To be eligible for the study, participants need to be women aged 18 to 50 who live in Canada and have been diagnosed with type 1 diabetes for at least a year. They should also be using insulin therapy and a CGM system, and must have had their period in the last 40 days. Participants will need to share their CGM and insulin data with the research team during the study. If you decide to join, you'll help researchers learn more about how menstrual cycles affect diabetes management, which could lead to better care for women with type 1 diabetes in the future.

Gender

FEMALE

Eligibility criteria

• Inclusion Criteria:
• • 1. Females aged 18 to 50 living in Canada.
• • 2. Clinical diagnosis of type 1 diabetes or latent autoimmune diabetes in adults (LADA) for at least one year.
• • 3. Using insulin pump therapy, multiple daily injections or automated insulin delivery systems for at least 3 months.
• • 4. Using a continuous glucose monitoring (CGM) system.

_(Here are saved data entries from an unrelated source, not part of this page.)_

//! Audio acquisition: yt-dlp downloads the best matching audio stream into
//! the request's workspace.

use std::ffi::OsString;
use tokio::process::Command;

use crate::core::config::ToolSettings;
use crate::core::error::AppError;
use crate::core::process::{describe_exit, run_with_timeout, stderr_tail, ProcessError, STDERR_TAIL_LINES};
use crate::download::request::DownloadRequest;
use crate::download::temp::{ArtifactRole, PurgeGuard, TempArtifact, TempWorkspace};
use crate::download::ytdlp_errors::download_error;

/// yt-dlp arguments for downloading the raw audio stream.
pub fn audio_args(workspace: &TempWorkspace, request: &DownloadRequest) -> Vec<OsString> {
    vec![
        "-f".into(),
        request.quality().format_selector().into(),
        "--no-playlist".into(),
        "--no-warnings".into(),
        "--no-progress".into(),
        "-o".into(),
        workspace.output_template(ArtifactRole::Raw).into_os_string(),
        request.video_id().watch_url().into(),
    ]
}

/// Downloads the raw audio for `request` and hands back the produced file.
///
/// On failure, and when the future is dropped mid-download, every file
/// carrying the request token is removed.
pub async fn acquire_audio(
    tools: &ToolSettings,
    workspace: &TempWorkspace,
    request: &DownloadRequest,
) -> Result<TempArtifact, AppError> {
    let mut guard = PurgeGuard::new(workspace);
    let result = run_audio_download(tools, workspace, request).await;
    if result.is_ok() {
        guard.disarm();
    }
    result
}

async fn run_audio_download(
    tools: &ToolSettings,
    workspace: &TempWorkspace,
    request: &DownloadRequest,
) -> Result<TempArtifact, AppError> {
    let mut cmd = Command::new(&tools.ytdlp_bin);
    cmd.args(audio_args(workspace, request));
    log::info!(
        "[{}] yt-dlp audio download, format: {}",
        workspace.token(),
        request.quality().format_selector()
    );

    let output = run_with_timeout(&mut cmd, tools.ytdlp_timeout).await.map_err(|e| match e {
        ProcessError::Spawn { .. } => AppError::DownloadFailed(format!("Failed to start downloader: {}", e)),
        ProcessError::TimedOut { .. } => AppError::DownloadFailed(format!("Download {}", e)),
    })?;

    let stderr = stderr_tail(&output.stderr, STDERR_TAIL_LINES);
    if !output.status.success() {
        log::error!("[{}] yt-dlp {}", workspace.token(), describe_exit(&output.status));
        return Err(download_error(&stderr));
    }

    match workspace.find_produced(ArtifactRole::Raw).await? {
        Some(path) => {
            let artifact = TempArtifact::adopt(path);
            log::info!(
                "[{}] Audio downloaded: {} ({} bytes)",
                workspace.token(),
                artifact.path().display(),
                artifact.size().await.unwrap_or(0)
            );
            Ok(artifact)
        }
        None => {
            log::error!("[{}] yt-dlp succeeded but produced no file. stderr: {}", workspace.token(), stderr);
            Err(AppError::DownloadFailed("Downloader produced no audio file".to_string()))
        }
    }
}
//! In-memory cache of materialized derivative series.

use std::collections::HashMap;
use std::sync::{Arc, Mutex};

use crate::cache::CacheStore;
use crate::domain::{DerivativeKey, TimeSeries};
use crate::errors::{DeriveError, Result};

/// HashMap-backed store. Cloning shares the underlying map, so a cloned
/// handle observes every insert made through any other handle.
#[derive(Debug, Default)]
pub struct MemoryCache {
    entries: Arc<Mutex<HashMap<DerivativeKey, TimeSeries>>>,
}

impl Clone for MemoryCache {
    fn clone(&self) -> Self {
        Self {
            // Clone the Arc, not the HashMap - this shares the cache!
            entries: Arc::clone(&self.entries),
        }
    }
}

impl MemoryCache {
    pub fn new() -> Self {
        Self::default()
    }

    pub fn len(&self) -> usize {
        self.entries.lock().map(|map| map.len()).unwrap_or(0)
    }

    pub fn is_empty(&self) -> bool {
        self.len() == 0
    }

    /// Snapshot of the current contents, used by file persistence.
    pub(crate) fn export_entries(&self) -> Vec<(DerivativeKey, TimeSeries)> {
        self.entries
            .lock()
            .map(|map| map.iter().map(|(k, v)| (k.clone(), v.clone())).collect())
            .unwrap_or_default()
    }

    pub(crate) fn from_entries(entries: Vec<(DerivativeKey, TimeSeries)>) -> Self {
        Self {
            entries: Arc::new(Mutex::new(entries.into_iter().collect())),
        }
    }
}

impl CacheStore for MemoryCache {
    fn dates_are_unavailable(&self, key: &DerivativeKey) -> bool {
        match self.entries.lock() {
            Ok(map) => !map.contains_key(key),
            // A poisoned lock means some caller panicked mid-insert; report
            // unavailable and let the derivation recompute.
            Err(_) => true,
        }
    }

    fn select_derivative(&self, key: &DerivativeKey) -> Result<TimeSeries> {
        self.entries
            .lock()
            .ok()
            .and_then(|map| map.get(key).cloned())
            .ok_or_else(|| DeriveError::CacheInconsistency {
                name: key.display_name(),
            })
    }

    fn insert(&self, key: DerivativeKey, series: &TimeSeries) -> Result<()> {
        let mut map = self
            .entries
            .lock()
            .map_err(|_| DeriveError::computation("cache lock poisoned during insert"))?;
        // Entries are write-once: the first materialization wins.
        map.entry(key).or_insert_with(|| series.clone());
        Ok(())
    }
}

#[cfg(test)]
mod tests {
    use super::*;
    use crate::domain::{Direction, Operation};
    use chrono::NaiveDate;

    fn sample_series(name: &str) -> TimeSeries {
        let dates = (1..=4)
            .map(|d| NaiveDate::from_ymd_opt(2024, 3, d).unwrap())
            .collect();
        TimeSeries::new(dates, name, vec![1.0, 2.0, 3.0, 4.0]).unwrap()
    }

    fn sample_key(series: &TimeSeries) -> DerivativeKey {
        DerivativeKey::for_series(series, Operation::mean_return(2, Direction::Long, 1.0))
    }

    #[test]
    fn test_round_trip() {
        let cache = MemoryCache::new();
        let series = sample_series("AAPL");
        let key = sample_key(&series);

        assert!(cache.dates_are_unavailable(&key));
        cache.insert(key.clone(), &series).unwrap();
        assert!(!cache.dates_are_unavailable(&key));

        let fetched = cache.select_derivative(&key).unwrap();
        assert_eq!(fetched, series, "cached series must round-trip unchanged");
    }

    #[test]
    fn test_select_without_insert_reports_inconsistency() {
        let cache = MemoryCache::new();
        let series = sample_series("AAPL");
        let key = sample_key(&series);
        let result = cache.select_derivative(&key);
        assert!(matches!(result, Err(DeriveError::CacheInconsistency { .. })));
    }

    #[test]
    fn test_entries_are_write_once() {
        let cache = MemoryCache::new();
        let first = sample_series("AAPL");
        let key = sample_key(&first);
        cache.insert(key.clone(), &first).unwrap();

        let dates = (1..=4)
            .map(|d| NaiveDate::from_ymd_opt(2024, 3, d).unwrap())
            .collect();
        let second = TimeSeries::new(dates, "AAPL", vec![9.0, 9.0, 9.0, 9.0]).unwrap();
        cache.insert(key.clone(), &second).unwrap();

        assert_eq!(
            cache.select_derivative(&key).unwrap(),
            first,
            "second insert for the same key must not overwrite"
        );
    }

    #[test]
    fn test_clone_shares_entries() {
        let cache = MemoryCache::new();
        let handle = cache.clone();
        let series = sample_series("AAPL");
        let key = sample_key(&series);

        cache.insert(key.clone(), &series).unwrap();
        assert!(!handle.dates_are_unavailable(&key));
    }
}
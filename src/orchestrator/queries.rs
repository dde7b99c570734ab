//! Distribution fits, probability queries and forward projections.

use chrono::Duration;

use crate::analysis::engine::{BetaFit, GaussianFit, ProjectionSpec};
use crate::analysis::AnalysisEngine;
use crate::cache::CacheStore;
use crate::config::ANALYSIS;
use crate::domain::{DistributionTensor, TimeSeries};
use crate::errors::Result;
use crate::orchestrator::DerivationOrchestrator;

impl<E: AnalysisEngine, C: CacheStore> DerivationOrchestrator<E, C> {
    /// [`kernel_density_estimation`] at the configured grid resolution.
    ///
    /// [`kernel_density_estimation`]: Self::kernel_density_estimation
    pub fn kernel_density_estimation_default(
        &self,
        x_series: &TimeSeries,
        y_series: &TimeSeries,
    ) -> Result<DistributionTensor> {
        self.kernel_density_estimation(
            x_series,
            y_series,
            ANALYSIS.distribution.default_kde_bins,
        )
    }

    /// 2-D kernel density estimate over two aligned series.
    pub fn kernel_density_estimation(
        &self,
        x_series: &TimeSeries,
        y_series: &TimeSeries,
        nbins: usize,
    ) -> Result<DistributionTensor> {
        self.engine
            .kernel_density_estimation(x_series.values(), y_series.values(), nbins)
    }

    /// 1-D density slice at a query value on the tensor's x axis.
    pub fn get_distribution_slice(
        &self,
        tensor: &DistributionTensor,
        x_value: f64,
    ) -> Result<Vec<f64>> {
        Ok(tensor.slice_at(x_value)?.to_vec())
    }

    /// Elementwise maximum of two aligned series' values.
    pub fn get_maximum_vector(
        &self,
        x_series: &TimeSeries,
        y_series: &TimeSeries,
    ) -> Result<Vec<f64>> {
        self.engine
            .maximum_vector(x_series.values(), y_series.values())
    }

    pub fn get_gaussian_distribution(&self, series: &TimeSeries) -> Result<GaussianFit> {
        self.engine.gaussian_distribution(series.values())
    }

    pub fn get_beta_distribution(&self, series: &TimeSeries) -> Result<BetaFit> {
        self.engine.beta_distribution(series.values())
    }

    /// CDF of a gaussian fit to the whole series, evaluated at the value on
    /// `date_index` (default: most recent).
    pub fn get_p_on_gaussian(
        &self,
        series: &TimeSeries,
        date_index: Option<usize>,
    ) -> Result<f64> {
        let point = series.value_at(date_index)?;
        self.engine.p_on_gaussian(series.values(), point)
    }

    /// PDF of a gaussian fit to the whole series, evaluated at the value on
    /// `date_index` (default: most recent).
    pub fn get_pdf_on_gaussian(
        &self,
        series: &TimeSeries,
        date_index: Option<usize>,
    ) -> Result<f64> {
        let point = series.value_at(date_index)?;
        self.engine.pdf_on_gaussian(series.values(), point)
    }

    /// Forward path of `forward_length + 1` values anchored at the final
    /// observation, dated daily from the final date.
    pub fn get_distributive_gaussian_projection(
        &self,
        series: &TimeSeries,
        spec: &ProjectionSpec,
        forward_length: usize,
    ) -> Result<TimeSeries> {
        let values =
            self.engine
                .distributive_gaussian_projection(series.values(), spec, forward_length)?;
        let anchor = series.last_date();
        let dates = (0..=forward_length as i64)
            .map(|offset| anchor + Duration::days(offset))
            .collect();
        let name = format!("{} {} day projection", series.name(), forward_length);
        TimeSeries::new(dates, name, values)
    }
}

#[cfg(test)]
mod tests {
    use super::*;
    use crate::errors::DeriveError;
    use chrono::NaiveDate;

    fn daily_series(name: &str, values: Vec<f64>) -> TimeSeries {
        let dates = (1..=values.len() as u32)
            .map(|d| NaiveDate::from_ymd_opt(2024, 1, d).unwrap())
            .collect();
        TimeSeries::new(dates, name, values).unwrap()
    }

    #[test]
    fn test_kde_and_slice() {
        let orchestrator = DerivationOrchestrator::with_defaults();
        let x = daily_series("AAPL", vec![1.0, 2.0, 3.0, 4.0, 5.0]);
        let y = daily_series("SPY", vec![2.0, 3.0, 5.0, 4.0, 6.0]);

        let tensor = orchestrator.kernel_density_estimation(&x, &y, 32).unwrap();
        let slice = orchestrator.get_distribution_slice(&tensor, 3.0).unwrap();
        assert_eq!(slice.len(), 32);
        assert!(slice.iter().all(|d| d.is_finite() && *d >= 0.0));
    }

    #[test]
    fn test_slice_outside_grid_is_an_error() {
        let orchestrator = DerivationOrchestrator::with_defaults();
        let x = daily_series("AAPL", vec![1.0, 2.0, 3.0, 4.0, 5.0]);
        let y = daily_series("SPY", vec![2.0, 3.0, 5.0, 4.0, 6.0]);
        let tensor = orchestrator.kernel_density_estimation(&x, &y, 32).unwrap();

        let result = orchestrator.get_distribution_slice(&tensor, 99.0);
        assert!(
            matches!(result, Err(DeriveError::Computation { .. })),
            "out-of-range queries must fail, not clamp"
        );
    }

    #[test]
    fn test_maximum_vector() {
        let orchestrator = DerivationOrchestrator::with_defaults();
        let a = daily_series("AAPL", vec![1.0, 5.0, 2.0]);
        let b = daily_series("SPY", vec![3.0, 4.0, 2.5]);
        let max = orchestrator.get_maximum_vector(&a, &b).unwrap();
        assert_eq!(max, vec![3.0, 5.0, 2.5]);
    }

    #[test]
    fn test_p_on_gaussian_defaults_to_latest() {
        let orchestrator = DerivationOrchestrator::with_defaults();
        let series = daily_series("AAPL", vec![1.0, 2.0, 3.0, 4.0, 5.0]);

        // Latest value sits above the mean -> CDF beyond 0.5
        let p_latest = orchestrator.get_p_on_gaussian(&series, None).unwrap();
        assert!(p_latest > 0.5);

        // The mean value itself sits at exactly 0.5
        let p_mid = orchestrator.get_p_on_gaussian(&series, Some(2)).unwrap();
        assert!((p_mid - 0.5).abs() < 1e-9);

        let pdf = orchestrator.get_pdf_on_gaussian(&series, None).unwrap();
        assert!(pdf > 0.0);
    }

    #[test]
    fn test_projection_dates_and_name() {
        let orchestrator = DerivationOrchestrator::with_defaults();
        let series = daily_series("AAPL", vec![100.0, 103.0, 101.0, 105.0, 108.0]);
        let projection = orchestrator
            .get_distributive_gaussian_projection(&series, &ProjectionSpec::default(), 5)
            .unwrap();

        assert_eq!(projection.len(), 6, "forward_length + 1 values");
        assert_eq!(projection.name(), "AAPL 5 day projection");
        assert_eq!(projection.first_date(), series.last_date());
        assert_eq!(
            projection.last_date(),
            series.last_date() + Duration::days(5)
        );
        assert!((projection.values()[0] - 108.0).abs() < 1e-12);
    }
}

• • 5. Having at least one menses in the last 40 days.
• • 6. Accepting to share CGM data with the research team and if applicable insulin pump data.This access will be limited to the study period.
• • 7. Having a smartphone or tablet to follow menstrual cycles.

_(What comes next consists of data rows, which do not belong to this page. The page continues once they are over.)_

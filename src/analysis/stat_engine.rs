//! Default [`AnalysisEngine`] backed by statrs.

use argminmax::ArgMinMax;
use itertools::izip;
use statrs::distribution::{Beta, Continuous, ContinuousCDF, Normal};

use crate::analysis::engine::{AnalysisEngine, BetaFit, GaussianFit, ProjectionSpec};
use crate::domain::{Direction, DistributionTensor};
use crate::errors::{DeriveError, Result};

/// Stateless statrs-backed implementation of the numeric contract.
#[derive(Debug, Default, Clone, Copy)]
pub struct StatEngine;

fn get_max(vec: &[f64]) -> f64 {
    vec[vec.argmax()]
}

fn get_min(vec: &[f64]) -> f64 {
    vec[vec.argmin()]
}

fn mean(values: &[f64]) -> f64 {
    values.iter().sum::<f64>() / values.len() as f64
}

/// Sample standard deviation (n - 1 denominator).
fn std_dev(values: &[f64]) -> f64 {
    let m = mean(values);
    let variance =
        values.iter().map(|v| (v - m) * (v - m)).sum::<f64>() / (values.len() - 1) as f64;
    variance.sqrt()
}

fn ensure_aligned(a: &[f64], b: &[f64]) -> Result<()> {
    if a.len() != b.len() {
        return Err(DeriveError::schema(format!(
            "arrays of length {} and {} are not aligned",
            a.len(),
            b.len()
        )));
    }
    Ok(())
}

impl StatEngine {
    fn fit_gaussian(&self, values: &[f64]) -> Result<Normal> {
        let fit = self.gaussian_distribution(values)?;
        Normal::new(fit.mean, fit.std_dev)
            .map_err(|err| DeriveError::computation(format!("gaussian fit rejected: {err}")))
    }
}

impl AnalysisEngine for StatEngine {
    fn mean_return(&self, window: &[f64], direction: Direction, leverage: f64) -> Result<f64> {
        if window.len() < 2 {
            return Err(DeriveError::computation(format!(
                "return window needs at least 2 values, got {}",
                window.len()
            )));
        }
        let first = window[0];
        if first == 0.0 {
            return Err(DeriveError::computation(
                "return window starts at zero, return undefined",
            ));
        }
        let realized = window[window.len() - 1] / first - 1.0;
        let signed = match direction {
            Direction::Long => realized,
            Direction::Short => -realized,
        };
        Ok(signed * leverage)
    }

    fn linear_regress(&self, independent: &[f64], dependent: &[f64]) -> Result<Vec<f64>> {
        ensure_aligned(independent, dependent)?;
        if independent.len() < 2 {
            return Err(DeriveError::computation(
                "regression needs at least 2 observations",
            ));
        }
        let mx = mean(independent);
        let my = mean(dependent);
        let mut ss_xx = 0.0;
        let mut ss_xy = 0.0;
        for (&x, &y) in independent.iter().zip(dependent) {
            ss_xx += (x - mx) * (x - mx);
            ss_xy += (x - mx) * (y - my);
        }
        if ss_xx == 0.0 {
            return Err(DeriveError::computation(
                "degenerate regression: independent variable has zero variance",
            ));
        }
        let slope = ss_xy / ss_xx;
        let intercept = my - slope * mx;
        Ok(independent.iter().map(|&x| intercept + slope * x).collect())
    }

    fn series_relation(&self, a: &[f64], b: &[f64]) -> Result<Vec<f64>> {
        ensure_aligned(a, b)?;
        izip!(a, b)
            .map(|(&num, &den)| {
                if den == 0.0 {
                    Err(DeriveError::computation(
                        "series relation divides by a zero value",
                    ))
                } else {
                    Ok(num / den)
                }
            })
            .collect()
    }

    fn percent_change(&self, values: &[f64], increment: usize) -> Result<Vec<f64>> {
        let strided = self.change(values, increment)?;
        let m = strided.len();
        (0..m)
            .map(|j| {
                let base = values[j * increment];
                if base == 0.0 {
                    Err(DeriveError::computation(
                        "percent change over a zero base value",
                    ))
                } else {
                    Ok(strided[j] / base)
                }
            })
            .collect()
    }

    fn change(&self, values: &[f64], increment: usize) -> Result<Vec<f64>> {
        if increment == 0 {
            return Err(DeriveError::computation("change increment must be positive"));
        }
        if values.len() <= increment {
            return Err(DeriveError::computation(format!(
                "increment {} leaves no change pairs in {} values",
                increment,
                values.len()
            )));
        }
        let m = (values.len() - 1) / increment;
        Ok((0..m)
            .map(|j| values[(j + 1) * increment] - values[j * increment])
            .collect())
    }

    fn normalize_to_x(&self, values: &[f64], x: f64) -> Result<Vec<f64>> {
        if x == 0.0 || !x.is_finite() {
            return Err(DeriveError::computation(format!(
                "cannot normalize to {x}"
            )));
        }
        Ok(values.iter().map(|v| v / x).collect())
    }

    fn kernel_density_estimation(
        &self,
        x: &[f64],
        y: &[f64],
        bins: usize,
    ) -> Result<DistributionTensor> {
        ensure_aligned(x, y)?;
        if bins < 2 {
            return Err(DeriveError::computation(format!(
                "density estimate needs at least 2 bins, got {bins}"
            )));
        }
        if x.len() < 2 {
            return Err(DeriveError::computation(
                "density estimate needs at least 2 samples",
            ));
        }

        let n = x.len() as f64;
        // Scott's rule bandwidth for a 2-D gaussian product kernel
        let bandwidth = |values: &[f64]| -> Result<f64> {
            let sigma = std_dev(values);
            if sigma == 0.0 {
                return Err(DeriveError::computation(
                    "density estimate over constant values",
                ));
            }
            Ok(sigma * n.powf(-1.0 / 6.0))
        };
        let hx = bandwidth(x)?;
        let hy = bandwidth(y)?;

        let grid = |values: &[f64]| -> Vec<f64> {
            let lo = get_min(values);
            let hi = get_max(values);
            let step = (hi - lo) / (bins - 1) as f64;
            (0..bins).map(|i| lo + i as f64 * step).collect()
        };
        let x_grid = grid(x);
        let y_grid = grid(y);

        let norm = 1.0 / (n * 2.0 * std::f64::consts::PI * hx * hy);
        let z = x_grid
            .iter()
            .map(|&gx| {
                y_grid
                    .iter()
                    .map(|&gy| {
                        let sum: f64 = izip!(x, y)
                            .map(|(&sx, &sy)| {
                                let dx = (gx - sx) / hx;
                                let dy = (gy - sy) / hy;
                                (-0.5 * (dx * dx + dy * dy)).exp()
                            })
                            .sum();
                        norm * sum
                    })
                    .collect()
            })
            .collect();

        DistributionTensor::new(x_grid, y_grid, z)
    }

    fn maximum_vector(&self, a: &[f64], b: &[f64]) -> Result<Vec<f64>> {
        ensure_aligned(a, b)?;
        Ok(izip!(a, b).map(|(&x, &y)| x.max(y)).collect())
    }

    fn gaussian_distribution(&self, values: &[f64]) -> Result<GaussianFit> {
        if values.len() < 2 {
            return Err(DeriveError::computation(
                "gaussian fit needs at least 2 values",
            ));
        }
        let sigma = std_dev(values);
        if sigma == 0.0 {
            return Err(DeriveError::computation(
                "gaussian fit over constant values",
            ));
        }
        Ok(GaussianFit {
            mean: mean(values),
            std_dev: sigma,
        })
    }

    fn beta_distribution(&self, values: &[f64]) -> Result<BetaFit> {
        if values.len() < 2 {
            return Err(DeriveError::computation("beta fit needs at least 2 values"));
        }
        if values.iter().any(|&v| !(0.0..=1.0).contains(&v)) {
            return Err(DeriveError::computation(
                "beta fit requires values within [0, 1]",
            ));
        }
        // Method of moments
        let m = mean(values);
        let v = {
            let s = std_dev(values);
            s * s
        };
        if v == 0.0 {
            return Err(DeriveError::computation("beta fit over constant values"));
        }
        let common = m * (1.0 - m) / v - 1.0;
        let alpha = m * common;
        let beta = (1.0 - m) * common;
        Beta::new(alpha, beta)
            .map_err(|err| DeriveError::computation(format!("beta fit rejected: {err}")))?;
        Ok(BetaFit { alpha, beta })
    }

    fn p_on_gaussian(&self, values: &[f64], point: f64) -> Result<f64> {
        Ok(self.fit_gaussian(values)?.cdf(point))
    }

    fn pdf_on_gaussian(&self, values: &[f64], point: f64) -> Result<f64> {
        Ok(self.fit_gaussian(values)?.pdf(point))
    }

    fn distributive_gaussian_projection(
        &self,
        values: &[f64],
        spec: &ProjectionSpec,
        horizon: usize,
    ) -> Result<Vec<f64>> {
        if !(spec.quantile > 0.0 && spec.quantile < 1.0) {
            return Err(DeriveError::computation(format!(
                "projection quantile {} outside (0, 1)",
                spec.quantile
            )));
        }
        if values.len() < 3 {
            return Err(DeriveError::computation(
                "projection needs at least 3 observed values",
            ));
        }
        let step_returns = self.percent_change(values, 1)?;

        // A flat return history fits no gaussian; project the constant drift.
        let step = match self.gaussian_distribution(&step_returns) {
            Ok(fit) => Normal::new(fit.mean, fit.std_dev)
                .map_err(|err| DeriveError::computation(format!("gaussian fit rejected: {err}")))?
                .inverse_cdf(spec.quantile),
            Err(_) => step_returns[0],
        };

        let anchor = values[values.len() - 1];
        let mut path = Vec::with_capacity(horizon + 1);
        path.push(anchor);
        for t in 0..horizon {
            path.push(path[t] * (1.0 + step));
        }
        Ok(path)
    }
}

• • 8. Stable weight (less than 5% variation in the last 3 months).
• Exclusion Criteria:
• • 1. Using a hormonal contraception method that eliminates menses (Depo Provera, progestin intrauterine device, extented-cycle regimen with birth control pill)

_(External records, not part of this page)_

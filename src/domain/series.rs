//! The validated time-series record every derivation consumes and produces.

use chrono::NaiveDate;
use itertools::Itertools;
use serde::{Deserialize, Serialize};

use crate::errors::{DeriveError, Result};

/// A named, dated value sequence.
///
/// Invariants, enforced at construction: dates and values have equal,
/// non-zero length, and dates are strictly increasing. Transforms never
/// mutate a series in place; each one returns a new owned instance.
#[derive(Serialize, Deserialize, Debug, Clone, PartialEq)]
pub struct TimeSeries {
    name: String,
    dates: Vec<NaiveDate>,
    values: Vec<f64>,
}

impl TimeSeries {
    /// Build a series, validating the record invariant.
    pub fn new(dates: Vec<NaiveDate>, name: impl Into<String>, values: Vec<f64>) -> Result<Self> {
        let name = name.into();
        if dates.is_empty() {
            return Err(DeriveError::schema(format!("series '{}' is empty", name)));
        }
        if dates.len() != values.len() {
            return Err(DeriveError::schema(format!(
                "series '{}' has {} dates but {} values",
                name,
                dates.len(),
                values.len()
            )));
        }
        if !dates.iter().tuple_windows().all(|(a, b)| a < b) {
            return Err(DeriveError::schema(format!(
                "series '{}' has non-increasing dates",
                name
            )));
        }
        Ok(Self {
            name,
            dates,
            values,
        })
    }

    pub fn name(&self) -> &str {
        &self.name
    }

    pub fn dates(&self) -> &[NaiveDate] {
        &self.dates
    }

    pub fn values(&self) -> &[f64] {
        &self.values
    }

    pub fn len(&self) -> usize {
        self.dates.len()
    }

    pub fn is_empty(&self) -> bool {
        // Construction forbids empty series; kept for clippy's sake.
        self.dates.is_empty()
    }

    /// Identity metadata used to build cache keys: (name, first date, last date).
    pub fn meta_values(&self) -> (&str, NaiveDate, NaiveDate) {
        (&self.name, self.dates[0], self.dates[self.len() - 1])
    }

    pub fn first_date(&self) -> NaiveDate {
        self.dates[0]
    }

    pub fn last_date(&self) -> NaiveDate {
        self.dates[self.len() - 1]
    }

    pub fn last_value(&self) -> f64 {
        self.values[self.len() - 1]
    }

    /// Value at a date index, defaulting to the most recent observation.
    pub fn value_at(&self, date_index: Option<usize>) -> Result<f64> {
        let idx = date_index.unwrap_or(self.len() - 1);
        self.values.get(idx).copied().ok_or_else(|| {
            DeriveError::computation(format!(
                "date index {} out of range for series '{}' of length {}",
                idx,
                self.name,
                self.len()
            ))
        })
    }

    /// New owned sub-series covering `[start, end)` of the date axis.
    pub fn window(&self, start: usize, end: usize) -> Result<TimeSeries> {
        if start >= end || end > self.len() {
            return Err(DeriveError::computation(format!(
                "window [{start}, {end}) invalid for series '{}' of length {}",
                self.name,
                self.len()
            )));
        }
        TimeSeries::new(
            self.dates[start..end].to_vec(),
            self.name.clone(),
            self.values[start..end].to_vec(),
        )
    }

    /// Same date axis check for binary operations.
    pub fn ensure_aligned_with(&self, other: &TimeSeries) -> Result<()> {
        if self.dates != other.dates {
            return Err(DeriveError::schema(format!(
                "series '{}' and '{}' do not share a date axis",
                self.name, other.name
            )));
        }
        Ok(())
    }
}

• • 2. Using regular insulin (Entuzity U500, Novolin ge Toronto or Humulin R).
• • 3. Clinically significant nephropathy (eGFR \< 30 ml/min/1.73m2, planned or on dialysis) or neuropathy (e.g., known uncontrolled gastroparesis) as judged by the investigator.
• • 4. Recent (\< 6 months) acute macrovascular event (e.g., acute coronary syndrome or cardiac surgery).
• • 5. Anticipated therapeutic change (including change of insulin type and/or type of CGM sensor, insulin pump or AID (automated insulin device) system) between admission and end of the study.
• • 6. Anticipated change in contraception method or plan to begin or stop a contraceptive method.
• • 7. Anticipated need to use acetaminophen during the study period at a dose above 1g every 6 hours.
• • 8. Pregnancy (ongoing or current attempt to become pregnant)
• • 9. Breastfeeding
• • 10. Uncontrolled thyroid disease (TSH should be in target range and treatment stable for at least 6 weeks).
• • 11. Severe hypoglycemic episode within two weeks of screening
• • 12. Severe hyperglycemic episodes requiring hospitalization in the last 3 months.
• • 13. Current use of glucocorticoid medication (except low stable dose and inhaled steroids and stable adrenal insufficiency treatment e.g., Cortef®)
• • 14. Agents affecting gastric emptying (Motilium®, Victoza®, Ozempic®, Trulicity®, Byetta® and Symlin®) as well as oral anti-diabetic agents (Metformin, Prandase®, DPP-4 inhibitors) unless at a stable dose for 3 months and without anticipated change during the study.
• • 15. Current use of SGLT-2 inhibitors unless at a stable dose for at least 3 months, without anticipated change during the study and appropriate ketone testing is performed.
• • 16. Other serious medical illnesses which likely interfere with study participation or with the ability to complete the study by the judgment of the investigator.
• • 17. Anticipation of a significant change in exercise or diet regimen between admission and end of the study (i.e., starting or stopping an organized sport; planned significant diet change).
• • 18. Anticipated radiologic examination incompatible with CGM wear for more than 10 days between admission and end of the study (e.g., repeated MRI).
• • 19. In the opinion of the investigator, a participant who is unable or unwilling to complete the study.
• • 20. If taking medication for hypothyroidism, no change of dose (Levothyroxin) in the last 6 weeks.